Sudah hampir lima belas menit, tak ada yang bicara. Aku dan Rey sama-sama terdiam dalam kecamuk hati masing-masing. Sejujurnya, aku tak pernah menginginkan suasana seperti ini. Tapi aku rasa aku sudah harus mulai membicarakan masalah hatiku. Agar dapat diatasi bersama.
“Aku tahu kamu mulai bosen ke aku, Rey.”
Rey masih terdiam. Namun matanya sudah beralih ke arahku. Dia menatapku dengan tatapan yang entah. Aku tak dapat mendefinisikannya. Dia hanya terlihat lelah.
“Aku tahu kita butuh banyak waktu untuk kembali ke perasaan masing-masing. Kamu pasti bosen sama aku. Lelah juga sama kegiatan aku. Belum lagi ditambah pekerjaan kamu. Aku tahu kalau aku nggak seharusnya nahan kamu kayak gini. Tapi ayo kita bicarakan. Kita harus gimana?”
Rey menggamit jemariku dan menggenggamnya.
“Cukup percaya aku, Kia. Percaya kalau aku nggak akan pernah ninggalin kamu. Aku nggak akan pernah biarin kamu dan Alysa berjuang tanpa aku. Urusan pekerjaan aku memang makin menggila. Tapi memang ada pilihan? Kalau aku kerja di kantor Papa, keadaannya akan lebih parah dari ini. Aku bahkan nggak akan punya waktu untuk bikinin kamu kopi di rumah.”

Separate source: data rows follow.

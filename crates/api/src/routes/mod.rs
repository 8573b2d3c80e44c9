//! API routes

use common::models::PrMetrics;

use crate::error::{ApiResult, DbResultExt};
use crate::query::MetricsFilter;
use crate::state::AppState;

pub mod analytics;
pub mod collect;
pub mod health;
pub mod metrics;
pub mod pull_requests;

/// Stored PR metrics matching a filter, oldest first
async fn load(state: &AppState, filter: &MetricsFilter) -> ApiResult<Vec<PrMetrics>> {
    db::pr_metrics::list_by_date_range(
        &state.pool,
        filter.start,
        filter.end,
        &filter.developers,
        &filter.repositories,
    )
    .await
    .db_err()
}
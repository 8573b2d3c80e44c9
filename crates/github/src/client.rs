//! GitHub REST API client for fetching PRs, reviews, timeline events and files

use chrono::{DateTime, Utc};
use reqwest::header::{HeaderMap, HeaderValue, ACCEPT, AUTHORIZATION, USER_AGENT};
use serde::Deserialize;
use thiserror::Error;
use tracing::{debug, info, warn};

const API_BASE: &str = "https://api.github.com";
/// Upper bound on pages fetched for a single listing
const MAX_PAGES: u32 = 50;

#[derive(Error, Debug)]
pub enum ClientError {
    #[error("HTTP error: {0}")]
    Http(#[from] reqwest::Error),
    #[error("Rate limited, retry after {retry_after} seconds")]
    RateLimited { retry_after: u64 },
    #[error("Not found: {0}")]
    NotFound(String),
    #[error("GitHub API error: {status} - {message}")]
    Api { status: u16, message: String },
}

/// GitHub API client
pub struct GitHubClient {
    client: reqwest::Client,
    token: Option<String>,
    base_url: String,
}

/// User as returned by GitHub API
#[derive(Debug, Clone, Deserialize)]
pub struct GithubUser {
    pub id: i64,
    pub login: String,
}

#[derive(Debug, Clone, Deserialize)]
pub struct GithubBranchRef {
    #[serde(rename = "ref")]
    pub name: String,
}

/// PR as returned by the list endpoint
#[derive(Debug, Clone, Deserialize)]
pub struct GithubPr {
    pub id: i64,
    pub number: i32,
    pub title: String,
    pub state: String,
    pub user: Option<GithubUser>,
    pub created_at: DateTime<Utc>,
    pub updated_at: DateTime<Utc>,
    pub merged_at: Option<DateTime<Utc>>,
    pub closed_at: Option<DateTime<Utc>>,
    pub head: GithubBranchRef,
    pub base: GithubBranchRef,
}

/// PR as returned by the single-PR endpoint, with diff totals
#[derive(Debug, Clone, Deserialize)]
pub struct GithubPrDetail {
    #[serde(flatten)]
    pub pr: GithubPr,
    #[serde(default)]
    pub additions: i64,
    #[serde(default)]
    pub deletions: i64,
    #[serde(default)]
    pub changed_files: i64,
}

/// Review as returned by GitHub API
#[derive(Debug, Clone, Deserialize)]
pub struct GithubReview {
    pub id: i64,
    pub user: Option<GithubUser>,
    /// APPROVED, CHANGES_REQUESTED, COMMENTED, DISMISSED or PENDING
    pub state: String,
    pub submitted_at: Option<DateTime<Utc>>,
}

/// Issue timeline event (review requests, ready-for-review, merge)
#[derive(Debug, Clone, Deserialize)]
pub struct GithubIssueEvent {
    pub id: i64,
    pub event: String,
    pub actor: Option<GithubUser>,
    pub requested_reviewer: Option<GithubUser>,
    pub created_at: DateTime<Utc>,
}

/// Changed file as returned by the PR files endpoint
#[derive(Debug, Clone, Deserialize)]
pub struct GithubFile {
    pub filename: String,
    /// added, removed, modified, renamed, copied, changed or unchanged
    pub status: String,
    pub additions: i64,
    pub deletions: i64,
    pub previous_filename: Option<String>,
}

impl GitHubClient {
    pub fn new(token: Option<String>) -> Self {
        Self::with_base_url(token, API_BASE)
    }

    /// Client against a GitHub Enterprise or mock endpoint
    pub fn with_base_url(token: Option<String>, base_url: &str) -> Self {
        let client = reqwest::Client::new();
        Self {
            client,
            token,
            base_url: base_url.trim_end_matches('/').to_string(),
        }
    }

    fn headers(&self) -> HeaderMap {
        let mut headers = HeaderMap::new();
        headers.insert(USER_AGENT, HeaderValue::from_static("pr-metrics/0.1"));
        headers.insert(
            ACCEPT,
            HeaderValue::from_static("application/vnd.github+json"),
        );
        if let Some(ref token) = self.token {
            if let Ok(val) = HeaderValue::from_str(&format!("Bearer {}", token)) {
                headers.insert(AUTHORIZATION, val);
            }
        }
        headers
    }

    async fn get<T: for<'de> Deserialize<'de>>(&self, url: &str) -> Result<T, ClientError> {
        debug!("GET {}", url);
        let resp = self.client.get(url).headers(self.headers()).send().await?;

        let status = resp.status();
        if status == reqwest::StatusCode::NOT_FOUND {
            return Err(ClientError::NotFound(url.to_string()));
        }
        if status == reqwest::StatusCode::FORBIDDEN
            || status == reqwest::StatusCode::TOO_MANY_REQUESTS
        {
            let retry_after = resp
                .headers()
                .get("retry-after")
                .and_then(|v| v.to_str().ok())
                .and_then(|s| s.parse().ok())
                .unwrap_or(60);
            return Err(ClientError::RateLimited { retry_after });
        }
        if !status.is_success() {
            let message = resp.text().await.unwrap_or_default();
            return Err(ClientError::Api {
                status: status.as_u16(),
                message,
            });
        }

        Ok(resp.json().await?)
    }

    /// Fetch every page of a list endpoint
    async fn get_paginated<T: for<'de> Deserialize<'de>>(
        &self,
        url: &str,
        per_page: u32,
    ) -> Result<Vec<T>, ClientError> {
        let mut all = Vec::new();
        for page in 1..=MAX_PAGES {
            let items: Vec<T> = self.get(&page_url(url, page, per_page)).await?;
            let last = items.len() < per_page as usize;
            all.extend(items);
            if last {
                return Ok(all);
            }
        }
        warn!("Hit pagination limit of {} pages for {}", MAX_PAGES, url);
        Ok(all)
    }

    /// Fetch one page of PRs, most recently updated first
    pub async fn list_prs(
        &self,
        owner: &str,
        repo: &str,
        page: u32,
        per_page: u32,
    ) -> Result<Vec<GithubPr>, ClientError> {
        let url = format!(
            "{}/repos/{}/{}/pulls?state=all&sort=updated&direction=desc",
            self.base_url, owner, repo
        );
        self.get(&page_url(&url, page, per_page)).await
    }

    /// Fetch a single PR with its diff totals
    pub async fn get_pr(
        &self,
        owner: &str,
        repo: &str,
        pr_number: i32,
    ) -> Result<GithubPrDetail, ClientError> {
        let url = format!(
            "{}/repos/{}/{}/pulls/{}",
            self.base_url, owner, repo, pr_number
        );
        self.get(&url).await
    }

    /// Fetch all reviews for a PR
    pub async fn list_reviews(
        &self,
        owner: &str,
        repo: &str,
        pr_number: i32,
    ) -> Result<Vec<GithubReview>, ClientError> {
        let url = format!(
            "{}/repos/{}/{}/pulls/{}/reviews",
            self.base_url, owner, repo, pr_number
        );
        self.get_paginated(&url, 100).await
    }

    /// Fetch issue events for a PR (review requests, merges)
    pub async fn list_issue_events(
        &self,
        owner: &str,
        repo: &str,
        pr_number: i32,
    ) -> Result<Vec<GithubIssueEvent>, ClientError> {
        let url = format!(
            "{}/repos/{}/{}/issues/{}/events",
            self.base_url, owner, repo, pr_number
        );
        self.get_paginated(&url, 100).await
    }

    /// Fetch changed files for a PR
    pub async fn list_files(
        &self,
        owner: &str,
        repo: &str,
        pr_number: i32,
    ) -> Result<Vec<GithubFile>, ClientError> {
        let url = format!(
            "{}/repos/{}/{}/pulls/{}/files",
            self.base_url, owner, repo, pr_number
        );
        self.get_paginated(&url, 100).await
    }

    /// Fetch all PRs updated within the last `max_age_days`, handling pagination
    pub async fn fetch_prs_since(
        &self,
        owner: &str,
        repo: &str,
        since: Option<DateTime<Utc>>,
        max_age_days: u32,
    ) -> Result<Vec<GithubPr>, ClientError> {
        let cutoff =
            since.unwrap_or_else(|| Utc::now() - chrono::Duration::days(max_age_days as i64));

        let mut all_prs = Vec::new();
        let per_page = 100u32;

        for page in 1..=MAX_PAGES {
            info!("Fetching PRs page {} for {}/{}", page, owner, repo);
            let prs = self.list_prs(owner, repo, page, per_page).await?;
            let exhausted = prs.len() < per_page as usize;

            let before = all_prs.len();
            let fetched = prs.len();
            all_prs.extend(prs.into_iter().take_while(|pr| pr.updated_at >= cutoff));

            // Sorted by updated desc, so the first old PR ends the listing
            if all_prs.len() - before < fetched {
                debug!("Reached PRs older than cutoff, stopping pagination");
                break;
            }
            if exhausted {
                break;
            }
            if page == MAX_PAGES {
                warn!("Hit pagination limit of {} pages", MAX_PAGES);
            }
        }

        info!("Fetched {} PRs total for {}/{}", all_prs.len(), owner, repo);
        Ok(all_prs)
    }
}

fn page_url(url: &str, page: u32, per_page: u32) -> String {
    let sep = if url.contains('?') { '&' } else { '?' };
    format!("{url}{sep}page={page}&per_page={per_page}")
}

#[cfg(test)]
mod tests {
    use super::*;

    #[test]
    fn test_client_creation() {
        let client = GitHubClient::new(None);
        assert!(client.token.is_none());
        assert_eq!(client.base_url, "https://api.github.com");

        let client = GitHubClient::with_base_url(Some("test".to_string()), "http://localhost:9/");
        assert_eq!(client.token, Some("test".to_string()));
        assert_eq!(client.base_url, "http://localhost:9");
    }

    #[test]
    fn test_page_url() {
        assert_eq!(
            page_url("https://x/pulls/1/files", 2, 100),
            "https://x/pulls/1/files?page=2&per_page=100"
        );
        assert_eq!(
            page_url("https://x/pulls?state=all", 1, 50),
            "https://x/pulls?state=all&page=1&per_page=50"
        );
    }

    #[test]
    fn test_pr_detail_deserializes_flattened() {
        let json = r#"{
            "id": 99, "number": 7, "title": "Add cache", "state": "closed",
            "user": {"id": 1, "login": "alice"},
            "created_at": "2026-01-01T10:00:00Z", "updated_at": "2026-01-02T10:00:00Z",
            "merged_at": "2026-01-02T09:00:00Z", "closed_at": "2026-01-02T09:00:00Z",
            "head": {"ref": "feature/cache"}, "base": {"ref": "main"},
            "additions": 120, "deletions": 30, "changed_files": 4
        }"#;
        let detail: GithubPrDetail = serde_json::from_str(json).unwrap();
        assert_eq!(detail.pr.number, 7);
        assert_eq!(detail.pr.head.name, "feature/cache");
        assert_eq!(detail.additions, 120);
        assert_eq!(detail.changed_files, 4);
    }
}
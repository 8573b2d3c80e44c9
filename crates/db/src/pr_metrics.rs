//! Per-PR metrics storage

use chrono::{DateTime, Utc};
use common::models::PrMetrics;
use sqlx::postgres::PgRow;
use sqlx::types::Json;
use sqlx::{PgExecutor, PgPool, Row};
use tracing::debug;

fn from_row(row: &PgRow) -> Result<PrMetrics, sqlx::Error> {
    let Json(metrics) = row.try_get::<Json<PrMetrics>, _>("metrics")?;
    Ok(metrics)
}

/// Insert or replace the metrics of one PR
pub async fn upsert<'e, E: PgExecutor<'e>>(
    executor: E,
    metrics: &PrMetrics,
) -> Result<(), sqlx::Error> {
    sqlx::query(
        r#"
        INSERT INTO pr_metrics (pr_id, pr_number, title, author, repository, created_at, merged_at,
                                lines_changed, size_category, complexity_score, total_cycle_time_ms,
                                metrics, collected_at)
        VALUES ($1, $2, $3, $4, $5, $6, $7, $8, $9, $10, $11, $12, NOW())
        ON CONFLICT (pr_id) DO UPDATE
        SET title = EXCLUDED.title,
            merged_at = EXCLUDED.merged_at,
            lines_changed = EXCLUDED.lines_changed,
            size_category = EXCLUDED.size_category,
            complexity_score = EXCLUDED.complexity_score,
            total_cycle_time_ms = EXCLUDED.total_cycle_time_ms,
            metrics = EXCLUDED.metrics,
            collected_at = NOW()
        "#,
    )
    .bind(&metrics.pr_id)
    .bind(metrics.pr_number)
    .bind(&metrics.title)
    .bind(&metrics.author)
    .bind(&metrics.repository)
    .bind(metrics.created_at)
    .bind(metrics.merged_at)
    .bind(metrics.size_metrics.lines_changed)
    .bind(metrics.size_category.as_str())
    .bind(metrics.complexity_score)
    .bind(
        metrics
            .time_metrics
            .total_cycle_time
            .map(|d| d.num_milliseconds()),
    )
    .bind(Json(metrics))
    .execute(executor)
    .await?;
    Ok(())
}

/// Upsert a batch atomically
pub async fn upsert_batch(pool: &PgPool, batch: &[PrMetrics]) -> Result<usize, sqlx::Error> {
    let mut tx = pool.begin().await?;
    for metrics in batch {
        upsert(&mut *tx, metrics).await?;
    }
    tx.commit().await?;
    debug!("Stored metrics for {} PRs", batch.len());
    Ok(batch.len())
}

pub async fn get_by_pr_id(pool: &PgPool, pr_id: &str) -> Result<Option<PrMetrics>, sqlx::Error> {
    let row = sqlx::query("SELECT metrics FROM pr_metrics WHERE pr_id = $1")
        .bind(pr_id)
        .fetch_optional(pool)
        .await?;

    row.as_ref().map(from_row).transpose()
}

/// PRs created within `[start, end]`, oldest first.
/// Empty `developers` or `repositories` slices apply no filter.
pub async fn list_by_date_range(
    pool: &PgPool,
    start: DateTime<Utc>,
    end: DateTime<Utc>,
    developers: &[String],
    repositories: &[String],
) -> Result<Vec<PrMetrics>, sqlx::Error> {
    let rows = sqlx::query(
        r#"
        SELECT metrics
        FROM pr_metrics
        WHERE created_at >= $1 AND created_at <= $2
          AND (cardinality($3::text[]) = 0 OR author = ANY($3))
          AND (cardinality($4::text[]) = 0 OR repository = ANY($4))
        ORDER BY created_at ASC, pr_id ASC
        "#,
    )
    .bind(start)
    .bind(end)
    .bind(developers)
    .bind(repositories)
    .fetch_all(pool)
    .await?;

    rows.iter().map(from_row).collect()
}

/// Delete metrics collected before `cutoff`, returning the number removed
pub async fn delete_collected_before(
    pool: &PgPool,
    cutoff: DateTime<Utc>,
) -> Result<u64, sqlx::Error> {
    let result = sqlx::query("DELETE FROM pr_metrics WHERE collected_at < $1")
        .bind(cutoff)
        .execute(pool)
        .await?;
    Ok(result.rows_affected())
}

Rey benar. Sialnya, dia memang selalu benar. Aku dapat mengerti. Tapi dua minggu? Aku pasti akan sangat merindukannya. Dan aku membenci perasaan-perasaan seperti itu. Mengingatkanku pada perasaan merindukan papa yang sudah tak ada lagi di dunia ini. Aku mencium punggung tangan Rey dan menahan tangisku.
“Aku cuma nggak suka kalau kangen tapi nggak bisa ketemu kamu,” ucapku sedikit merengek.
Rey mengusap rambutku lembut. Sudah delapan tahun pernikahan kami. Dan Rey masih setia menjaga janjinya untuk melindungiku. Pada malam aku meminta untuk Rey menikah denganku, ke depannya sudah tak ada lagi ketenangan. Rey memaksa orang tuanya agar menyetujui pernikahan kami. Mama dan papa Rey juga tidak memiliki alasan yang spesifik untuk menolakku. Well, dari segi fisik aku memiliki tubuh dan wajah yang proposional. Untuk hal akademik pun aku selalu berada di nomor teratas paralel satu angkatan. Dan mama, yang entah bagaimana mendadak menjadi sangat perhatian mengenai rencana pernikahanku. Akhirnya, lima bulan kemudian kami menikah. Tepat saat aku sudah masuk ke semester empat dan Rey yang sudah selesai sidang skripsi.
“Nggak ada yang mudah, kan? Kita udah lewatin banyak hal yang lebih sulit dari ini.” Rey mencoba menenangkanku. Satu dua tetes air mataku jatuh. Dan aku langsung berusaha menguasai diriku. Aku menarik napas dan mencoba tersenyum.
“Kamu belum jawab pertanyaan aku," ucapku merajuk.
“Yang mana?”
“Kamu bosen ke aku, kan?”
“Yang tadi mah bukan pertanyaan. Tapi pernyataan, Kia. Kamu langsung bilang kalau kamu tahu aku bosen ke kamu.”